Closed mx-psi closed 4 years ago

mx-psi commented 4 years ago

The is_anagram snippet does not ignore punctuation or special characters. Furthermore, the running time could be improved using a collections.Counter.

Expected Snippet Behavior

is_anagram("#anagram", "Nag a ram!") should be True and run in linear time

Current Snippet Behavior

is_anagram("#anagram", "Nag a ram!") is False.

In cases where it does not fail it runs in linearithmic time (because of sorting), instead of linear time.

Possible Solution

One may improve the code as follows:

from collections import Counter

def is_anagram(s1, s2):
  return Counter(
    c.lower() for c in s1 if c.isalnum()
  ) == Counter(
    c.lower() for c in s2 if c.isalnum()
  )

The code counts the alphanumeric characters on each string in their lowercase version and checks if the counters match.
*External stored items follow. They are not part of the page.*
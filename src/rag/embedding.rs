//! Local ONNX sentence embeddings for retrieval.
//!
//! Uses `all-MiniLM-L6-v2` (384-dim) via ONNX Runtime: the same
//! tokenize → ONNX → mean-pool → L2-normalize pipeline used elsewhere in
//! this codebase for semantic search, wrapped behind the [`Embedder`] trait.

use crate::adapters::Embedder;
use crate::error::{ControllerError, Result};
use async_trait::async_trait;
use ort::session::{Session, SessionInputValue, SessionInputs};
use ort::value::Tensor;
use std::collections::HashMap;
use std::path::{Path, PathBuf};
use tokio::sync::Mutex;
use tracing::info;

/// HuggingFace repo for the all-MiniLM-L6-v2 ONNX model.
const REPO_ID: &str = "sentence-transformers/all-MiniLM-L6-v2";
const MODEL_FILE: &str = "onnx/model.onnx";
const TOKENIZER_FILE: &str = "tokenizer.json";

/// Output embedding dimensions.
pub const EMBEDDING_DIM: usize = 384;

/// Maximum token sequence length for the model.
const MAX_TOKENS: usize = 256;

struct EmbeddingEngine {
    session: Session,
    tokenizer: tokenizers::Tokenizer,
}

impl EmbeddingEngine {
    fn new(model_path: &Path, tokenizer_path: &Path) -> Result<Self> {
        info!("loading embedding ONNX model: {}", model_path.display());
        let session = Session::builder()
            .and_then(|b| b.with_intra_threads(2))
            .and_then(|b| b.commit_from_file(model_path))
            .map_err(|e| ControllerError::Config(format!("embedding model load failed: {e}")))?;

        let mut tokenizer = tokenizers::Tokenizer::from_file(tokenizer_path)
            .map_err(|e| ControllerError::Config(format!("embedding tokenizer load failed: {e}")))?;

        let truncation = tokenizers::TruncationParams {
            max_length: MAX_TOKENS,
            ..Default::default()
        };
        tokenizer
            .with_truncation(Some(truncation))
            .map_err(|e| ControllerError::Config(format!("tokenizer truncation config failed: {e}")))?;
        tokenizer.with_padding(None);

        info!("embedding engine ready (dim={EMBEDDING_DIM})");
        Ok(Self { session, tokenizer })
    }

    fn embed(&mut self, text: &str) -> Result<Vec<f32>> {
        let encoding = self
            .tokenizer
            .encode(text, true)
            .map_err(|e| ControllerError::Storage(format!("tokenization failed: {e}")))?;

        let input_ids: Vec<i64> = encoding.get_ids().iter().map(|&id| id as i64).collect();
        let attention_mask: Vec<i64> = encoding.get_attention_mask().iter().map(|&m| m as i64).collect();
        let token_type_ids: Vec<i64> = encoding.get_type_ids().iter().map(|&t| t as i64).collect();
        let seq_len = input_ids.len();

        let ids_tensor = Tensor::from_array(([1, seq_len], input_ids))
            .map_err(|e| ControllerError::Storage(format!("input_ids tensor failed: {e}")))?;
        let mask_tensor = Tensor::from_array(([1, seq_len], attention_mask.clone()))
            .map_err(|e| ControllerError::Storage(format!("attention_mask tensor failed: {e}")))?;
        let type_tensor = Tensor::from_array(([1, seq_len], token_type_ids))
            .map_err(|e| ControllerError::Storage(format!("token_type_ids tensor failed: {e}")))?;

        let mut feed: HashMap<String, SessionInputValue> = HashMap::new();
        feed.insert("input_ids".to_owned(), ids_tensor.into());
        feed.insert("attention_mask".to_owned(), mask_tensor.into());
        feed.insert("token_type_ids".to_owned(), type_tensor.into());

        let outputs = self
            .session
            .run(SessionInputs::from(feed))
            .map_err(|e| ControllerError::Storage(format!("ONNX inference failed: {e}")))?;

        let (_shape, data) = outputs[0_usize]
            .try_extract_tensor::<f32>()
            .map_err(|e| ControllerError::Storage(format!("output tensor extraction failed: {e}")))?;

        let pooled = mean_pool(data, &attention_mask, EMBEDDING_DIM);
        Ok(l2_normalize(&pooled))
    }

    fn download_and_load() -> Result<Self> {
        info!("downloading embedding model: {REPO_ID}");
        let api = hf_hub::api::sync::Api::new()
            .map_err(|e| ControllerError::Config(format!("HF Hub API init failed: {e}")))?;
        let repo = api.model(REPO_ID.to_owned());

        let model_path: PathBuf = repo
            .get(MODEL_FILE)
            .map_err(|e| ControllerError::Config(format!("failed to download {MODEL_FILE}: {e}")))?;
        let tokenizer_path: PathBuf = repo
            .get(TOKENIZER_FILE)
            .map_err(|e| ControllerError::Config(format!("failed to download {TOKENIZER_FILE}: {e}")))?;

        Self::new(&model_path, &tokenizer_path)
    }
}

/// Mean-pool token embeddings using the attention mask.
fn mean_pool(flat: &[f32], mask: &[i64], dim: usize) -> Vec<f32> {
    let mut pooled = vec![0.0f32; dim];
    let mut count = 0.0f32;
    for (t, &m) in mask.iter().enumerate() {
        if m != 0 {
            let offset = t * dim;
            for (p, &f) in pooled.iter_mut().zip(&flat[offset..offset + dim]) {
                *p += f;
            }
            count += 1.0;
        }
    }
    if count > 0.0 {
        for p in &mut pooled {
            *p /= count;
        }
    }
    pooled
}

fn l2_normalize(vec: &[f32]) -> Vec<f32> {
    let norm: f32 = vec.iter().map(|x| x * x).sum::<f32>().sqrt();
    if norm < 1e-12 {
        return vec.to_vec();
    }
    vec.iter().map(|x| x / norm).collect()
}

/// Local ONNX-backed [`Embedder`].
///
/// `tokenizers::Tokenizer::encode` needs exclusive access during encoding,
/// so the engine is wrapped in a `tokio::sync::Mutex` and inference runs on
/// a blocking thread to avoid stalling the async runtime.
pub struct OnnxEmbedder {
    engine: Mutex<EmbeddingEngine>,
}

impl OnnxEmbedder {
    /// Load the embedder from pre-downloaded model files.
    pub fn new(model_path: &Path, tokenizer_path: &Path) -> Result<Self> {
        Ok(Self {
            engine: Mutex::new(EmbeddingEngine::new(model_path, tokenizer_path)?),
        })
    }

    /// Download the model from HuggingFace Hub (cached by `hf-hub` after
    /// the first call) and build the embedder.
    pub fn download_and_load() -> Result<Self> {
        Ok(Self {
            engine: Mutex::new(EmbeddingEngine::download_and_load()?),
        })
    }
}

#[async_trait]
impl Embedder for OnnxEmbedder {
    async fn embed(&self, text: &str) -> Result<Vec<f32>> {
        let mut engine = self.engine.lock().await;
        engine.embed(text)
    }
}

/// Deterministic in-memory embedder for tests: hashes words into a
/// fixed-dimension vector so semantically similar strings land nearby
/// without pulling in the ONNX runtime.
pub struct TestEmbedder;

#[async_trait]
impl Embedder for TestEmbedder {
    async fn embed(&self, text: &str) -> Result<Vec<f32>> {
        let mut v = vec![0.0f32; EMBEDDING_DIM];
        for word in text.to_lowercase().split_whitespace() {
            let mut hash: u64 = 1469598103934665603;
            for b in word.bytes() {
                hash ^= b as u64;
                hash = hash.wrapping_mul(1099511628211);
            }
            let idx = (hash as usize) % EMBEDDING_DIM;
            v[idx] += 1.0;
        }
        Ok(l2_normalize(&v))
    }
}

#[cfg(test)]
mod tests {
    use super::*;

    #[test]
    fn embedding_dim_constant() {
        assert_eq!(EMBEDDING_DIM, 384);
    }

    #[test]
    fn l2_normalize_unit_length() {
        let v = vec![3.0, 4.0];
        let n = l2_normalize(&v);
        let norm: f32 = n.iter().map(|x| x * x).sum::<f32>().sqrt();
        assert!((norm - 1.0).abs() < 1e-6);
    }

    #[test]
    fn l2_normalize_zero_vector() {
        let v = vec![0.0; 384];
        let n = l2_normalize(&v);
        assert!(n.iter().all(|&x| x == 0.0));
    }

    #[test]
    fn mean_pool_with_padding() {
        let flat = vec![1.0, 2.0, 3.0, 4.0, 99.0, 99.0];
        let mask = vec![1i64, 1, 0];
        let pooled = mean_pool(&flat, &mask, 2);
        assert_eq!(pooled, vec![2.0, 3.0]);
    }

    #[tokio::test]
    async fn test_embedder_is_deterministic() {
        let e = TestEmbedder;
        let a = e.embed("hello world").await.expect("embed");
        let b = e.embed("hello world").await.expect("embed");
        assert_eq!(a, b);
        assert_eq!(a.len(), EMBEDDING_DIM);
    }

    #[tokio::test]
    async fn test_embedder_different_text_differs() {
        let e = TestEmbedder;
        let a = e.embed("hello world").await.expect("embed");
        let b = e.embed("quantum physics").await.expect("embed");
        assert_ne!(a, b);
    }

    #[tokio::test]
    async fn test_embedder_empty_text() {
        let e = TestEmbedder;
        let v = e.embed("").await.expect("embed");
        assert_eq!(v.len(), EMBEDDING_DIM);
        assert!(v.iter().all(|&x| x == 0.0));
    }
}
There is no need for sorting and the intermediate strings need not be created.

I intend to open a PR for fixing this but I am unsure as to what counts as a special character. In the suggested fix, str.isalnum considers characters like U+2460 '①' to be alphanumeric and thus not a special character. Is that the correct interpretation of "special character"?

Chalarangelo commented 4 years ago

I guess ignoring punctuation and spaces counts. Anything weird such as '①' should not be checked against a simple anagram checker to begin with, so I guess it's ok to fail for cases like these. I'd love to see a PR for this sometime soon. :wink: